But even Red Hat has IPA for a reason, the "canned" version for POSIX attributes (instead of legacy NTLM/SAM). At the same time, IPA isn't going to solve every UNIX LDAP implementation need, far from it. It just offers some base compatibility.
But having SSSD like NT's LSA (which just had a huge, massive, long-standing security hole be exposed), and IPA like AD, is a start. IPA emulating some components that AD expects -- like AD thinking the external forest trust to IPA has a Global Catalog -- goes a long way.
Again, I'm bringing this up because you mentioned IdM and Federation. And that's just platform-level, not application level. I mean, even Oracle dropped Sun One and is focusing on just Oracle LDAP for application-level ... conceding all platform-level to Red Hat.
Heck, Microsoft dropped IdM for UNIX in Windows 10 Server because they believe Red Hat's IPA is the right way forward! External forest trusts, instead of mixed in the same domains/forests ... because schema will always be different!
He actually cares to read and understand my points, while he wants me to understand his.
I've just long been very disappointed -- as a MCP/MCSD myself -- with Microsoft's utter lack of attempting any aspect of portability, many times purposefully, sometimes just ignorance (a MS Office for Mac developer was the most enlightening ... literally hated his x86/Win32 counterparts for lack of understanding anything about data alignment). Now they have this mess they are trying to clean up, along with fighting outsourcing to developers who honestly don't care.
And a lot of Microsoft's own Azure team shares my views too.
When a single post reaches four screens in length and has a rabid use of the spoiler button for no apparent reason, there is no reason to read it by anyone, ever. That might need to replace the definition of insanity. I'm actually dumber for having read the small portion of the post that I did.
And how many different architectures and platforms have you run Windows on? I.e., I seriously doubt it's even half as many as I have supported and developed for -- not just run -- but supported and developed for.
And that's the thing ... nothing I've said is untrue. Everything I've predicted has come true. Everything in this article is marketing with sleight of hand, "Ignore what we promised just 2 years ago!"
It's still amazing that one company can have so many divisions that hate one another and build incompatible core APIs, while an entire, disconnected, huge community will see over 99% agree on one set of core APIs. And you know who are some of people who say that most? The Azure team at Microsoft.
Experience and exposure is where this come from. But go ahead, marvel at the achievement of single codebase that is still heavily Win32/x86-only.

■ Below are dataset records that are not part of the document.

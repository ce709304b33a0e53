//! Collaborator seam: the record-listing and mutation endpoints consumed by
//! the pipeline and the bulk actions.
//!
//! Everything network-facing goes through [`RecordClient`] so hosts can plug
//! in their transport and tests can substitute the mock implementation.

#[cfg(feature = "mock")]
pub mod mock;

use std::collections::{BTreeMap, HashMap};

use async_trait::async_trait;
use serde::{Deserialize, Serialize};
use serde_json::{Map, Value};

use crate::error::LensResult;
use crate::model::ObjectRecord;

/// `total_count` arrives either as a bare number or, when a funnel filter is
/// active, as a breakdown object with per-step counts.
#[derive(Debug, Clone, PartialEq, Serialize, Deserialize)]
#[serde(untagged)]
pub enum TotalCount {
    Simple(u64),
    WithSteps {
        total_count: u64,
        step_counts: HashMap<String, u64>,
    },
}

impl TotalCount {
    pub fn total(&self) -> u64 {
        match self {
            TotalCount::Simple(total) => *total,
            TotalCount::WithSteps { total_count, .. } => *total_count,
        }
    }

    pub fn step_counts(&self) -> Option<&HashMap<String, u64>> {
        match self {
            TotalCount::Simple(_) => None,
            TotalCount::WithSteps { step_counts, .. } => Some(step_counts),
        }
    }
}

/// One page of listing results
#[derive(Debug, Clone, PartialEq, Serialize, Deserialize)]
pub struct ListResponse {
    pub items: Vec<ObjectRecord>,
    pub total_count: TotalCount,
    #[serde(default)]
    pub page: u32,
    #[serde(default)]
    pub page_size: u32,
}

/// Per-type resolved values inside a merge request
#[derive(Debug, Clone, PartialEq, Serialize, Deserialize)]
pub struct MergeTypeValue {
    #[serde(rename = "typeId")]
    pub type_id: String,
    #[serde(rename = "typeValues")]
    pub type_values: Map<String, Value>,
}

/// The single aggregated merge submission
#[derive(Debug, Clone, PartialEq, Serialize, Deserialize)]
pub struct MergeRequest {
    pub target_object_id: String,
    pub source_object_ids: Vec<String>,
    #[serde(default, skip_serializing_if = "Vec::is_empty")]
    pub type_values: Vec<MergeTypeValue>,
    pub name: String,
    #[serde(default, skip_serializing_if = "String::is_empty")]
    pub description: String,
    pub id_string: String,
    #[serde(default, skip_serializing_if = "Vec::is_empty")]
    pub aliases: Vec<String>,
}

/// The external endpoints this engine drives
#[async_trait]
pub trait RecordClient: Send + Sync {
    /// Fetches one page of records for the translated query parameters
    async fn list_records(&self, params: &BTreeMap<String, String>) -> LensResult<ListResponse>;

    /// Attaches one tag to one record
    async fn attach_tag(&self, record_id: &str, tag_id: &str) -> LensResult<()>;

    /// Places or moves one record into a funnel step with a sub-status
    async fn place_in_funnel(
        &self,
        record_id: &str,
        step_id: &str,
        sub_status: i32,
    ) -> LensResult<()>;

    /// Submits an assembled merge request
    async fn merge_objects(&self, request: &MergeRequest) -> LensResult<()>;
}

E.g., even "Core" Windows still requires a Graphical Display Interface (GDI) as every Windows application is rooted on it, even services.
Again, Windows 10 Nano is the only edition that changes that, and it breaks 100% of existing Windows applications. But I'm glad to see that happen. There are many things that are finally nice to see at Microsoft. But it's sad it took this long ... and how much they've produced is Win32/x86-only.
The XBox One is a PC, entirely, fully. That's why it was able to be ported. And it's wholly unlike the Phones, which are now legacy and have a whole other set of issues. Many companies don't want to work with Microsoft because of them dropping entire developments and solutions.
So, this is what I love, the nice circular. So, let's summarize ...
The only Windows 10 x86 phones are R&D samples, with not much interest, and ...
Have you seen the software limitations of Windows 10 on non-x86?
In other words ...
as Microsoft tries to push everyone towards x86, and drops any ARM other than v8 w/uEFI (support for which will still be questionable), many vendors are getting out. Even Microsoft itself. The existing, pre-uEFI, pre-v8 ARM platforms are only getting sustainment. Many predicted this, including myself, and that's what you're in total denial over. This entire, new strategy is basically what we all said ... x86 first, possibly only, including for new Microsoft products.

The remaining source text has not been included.